Am Tag des Wiederholungsspiels standen sich beide Mannschaften zur Halbzeit mit einem torlosen Unentschieden gegenüber. Zweifellos hofften viele Nürnberger darauf, die Bayern mit dem Punkt zu verlassen, der ihnen beim letzten Mal so grausam geraubt worden war, und einige träumten sicher sogar davon, alle drei Punkte zu holen. Doch die Bayern waren nicht in der Stimmung, diese Träume zu hegen. Mit einer gnadenlosen Effizienz in der zweiten Halbzeit fegten die Bayern die Gäste mit 5:0 vom Platz.
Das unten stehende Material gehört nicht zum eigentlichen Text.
//! `serde_yaml::Value` -> `ir::Value`, recognizing both long-form intrinsic
//! mappings (`Fn::Sub: ...`) and shorthand tags (`!Sub ...`).

use std::collections::BTreeMap;

use crate::ir::{Intrinsic, IntrinsicTag, Value};

pub fn convert(v: &serde_yaml::Value) -> Value {
    match v {
        serde_yaml::Value::Null => Value::Null,
        serde_yaml::Value::Bool(b) => Value::Bool(*b),
        serde_yaml::Value::Number(n) => {
            if let Some(i) = n.as_i64() {
                Value::Int(i)
            } else {
                Value::Float(n.as_f64().unwrap_or_default())
            }
        }
        serde_yaml::Value::String(s) => Value::String(s.clone()),
        serde_yaml::Value::Sequence(items) => Value::List(items.iter().map(convert).collect()),
        serde_yaml::Value::Mapping(map) => convert_mapping(map),
        serde_yaml::Value::Tagged(tagged) => {
            let tag_name = tagged.tag.to_string();
            let tag_name = tag_name.strip_prefix('!').unwrap_or(&tag_name);
            match IntrinsicTag::from_shorthand(tag_name) {
                Some(tag) => {
                    let inner = convert(&tagged.value);
                    let arg = if tag == IntrinsicTag::GetAtt {
                        getatt_arg_from_shorthand(inner)
                    } else {
                        inner
                    };
                    Value::Intrinsic(Box::new(Intrinsic { tag, arg }))
                }
                None => convert(&tagged.value),
            }
        }
    }
}

/// `!GetAtt "A.B.C"` becomes `["A", "B.C"]`: only the first dot separates the
/// resource name from the (possibly itself dotted) attribute path.
fn getatt_arg_from_shorthand(v: Value) -> Value {
    match v {
        Value::String(s) => match s.split_once('.') {
            Some((resource, attr)) => {
                Value::List(vec![Value::String(resource.to_string()), Value::String(attr.to_string())])
            }
            None => Value::List(vec![Value::String(s)]),
        },
        other => other,
    }
}

fn convert_mapping(map: &serde_yaml::Mapping) -> Value {
    if map.len() == 1 {
        let (key, val) = map.iter().next().expect("len == 1");
        if let Some(key_str) = key.as_str() {
            if let Some(tag) = IntrinsicTag::from_long_key(key_str) {
                let converted = convert(val);
                let arg = if tag == IntrinsicTag::GetAtt {
                    super::refs::normalize_getatt_arg(converted)
                } else {
                    converted
                };
                return Value::Intrinsic(Box::new(Intrinsic { tag, arg }));
            }
        }
    }
    let converted: BTreeMap<String, Value> = map
        .iter()
        .filter_map(|(k, v)| Some((k.as_str()?.to_string(), convert(v))))
        .collect();
    Value::Map(converted)
}

#[cfg(test)]
mod tests {
    use super::*;
    use crate::ir::IntrinsicTag;

    fn parse(s: &str) -> serde_yaml::Value {
        serde_yaml::from_str(s).unwrap()
    }

    #[test]
    fn shorthand_ref() {
        let v = convert(&parse("!Ref Param"));
        let intr = v.as_intrinsic().unwrap();
        assert_eq!(intr.tag, IntrinsicTag::Ref);
        assert_eq!(intr.arg.as_str(), Some("Param"));
    }

    #[test]
    fn shorthand_getatt_splits_on_first_dot() {
        let v = convert(&parse("!GetAtt MyDb.Endpoint.Address"));
        let intr = v.as_intrinsic().unwrap();
        assert_eq!(intr.tag, IntrinsicTag::GetAtt);
        let list = intr.arg.as_list().unwrap();
        assert_eq!(list[0].as_str(), Some("MyDb"));
        assert_eq!(list[1].as_str(), Some("Endpoint.Address"));
    }

    #[test]
    fn long_form_mapping_recognized_in_yaml_too() {
        let v = convert(&parse("Fn::Join: [\",\", [a, b]]"));
        let intr = v.as_intrinsic().unwrap();
        assert_eq!(intr.tag, IntrinsicTag::Join);
    }

    #[test]
    fn shorthand_sub() {
        let v = convert(&parse("!Sub 'arn:${AWS::Partition}:s3:::${BucketName}'"));
        let intr = v.as_intrinsic().unwrap();
        assert_eq!(intr.tag, IntrinsicTag::Sub);
        assert!(intr.arg.as_str().is_some());
    }
}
Am Tag des dramatischen Saisonhöhepunkts reiste Kaiserslautern in den Norden nach Hamburg und tat genau das, was man von ihnen verlangte. Sie besiegten den Dino mit 3:1 Toren. Zum Leidwesen der Lauterer hat auch Bayern München seine Pflicht erfüllt und mit einem 2:0-Heimsieg gegen Schalke dafür gesorgt, dass der Meistertitel nicht mehr in den Händen von Werder Bremen liegt, sondern in den eigenen. Am anderen Ende der Tabelle musste Nürnberg eine deutliche 1:4-Niederlage gegen Borussia Dortmund hinnehmen. Zum Leidwesen der Nürnberger, die in Duisburg gegen den Mitabstiegskandidaten Freiburg mit 2:0 gewannen und damit dafür sorgten, dass nicht sie, sondern Nürnberg durch die Falltür der Bundesliga in die zweite Liga fiel. In den stillen Winkeln von Nürnberg und Kaiserslautern drehten sich die Gedanken verständlicherweise um das Phantomtor von Thomas Helmer, und die Fußballfans, die in ihrer Trauer miteinander verbunden sind, grübelten über das, was wäre, wenn. Was wäre, wenn Jörg Jablonski seine Fahne nie gehoben hätte? Was wäre, wenn Hans-Joachim Osmer das Tor nicht gegeben hätte? Was wäre, wenn es kein Wiederholungsspiel gegeben hätte, oder wenn Bayern nicht gewonnen hätte? Nun, der 1. FC Kaiserslautern wäre 1993/94 Meister der Bundesliga geworden und der 1. FC Nürnberg wäre mit einem einzigen Punkt Vorsprung dem Abstieg in die zweite Liga entgangen, ganz einfach. Natürlich würden die Bayern München nicht zu Unrecht behaupten, dass sie bei gleichem Spielstand anders gespielt, härter gekämpft und trotzdem einen Weg zum Sieg gefunden hätten. Und sie mögen Recht haben. Immerhin stand es 0:0, als Helmer in der 24. Minute ein umstrittenes Tor zugesprochen wurde. Nürnberg verschoss in diesem Spiel sogar einen Elfmeter. Der ehemalige Münchner Manfred Schwabl scheiterte aus zwölf Metern am Torwart. Wie wir alle wissen, hätte alles passieren können. Es könnte jederzeit alles passieren. Stattdessen müssen wir uns mit dem begnügen, was passiert ist, wie immer. Aber da es sich um ein Phantomtor handelte, bleibt die Realität wohl die seltsamste aller Eventualitäten.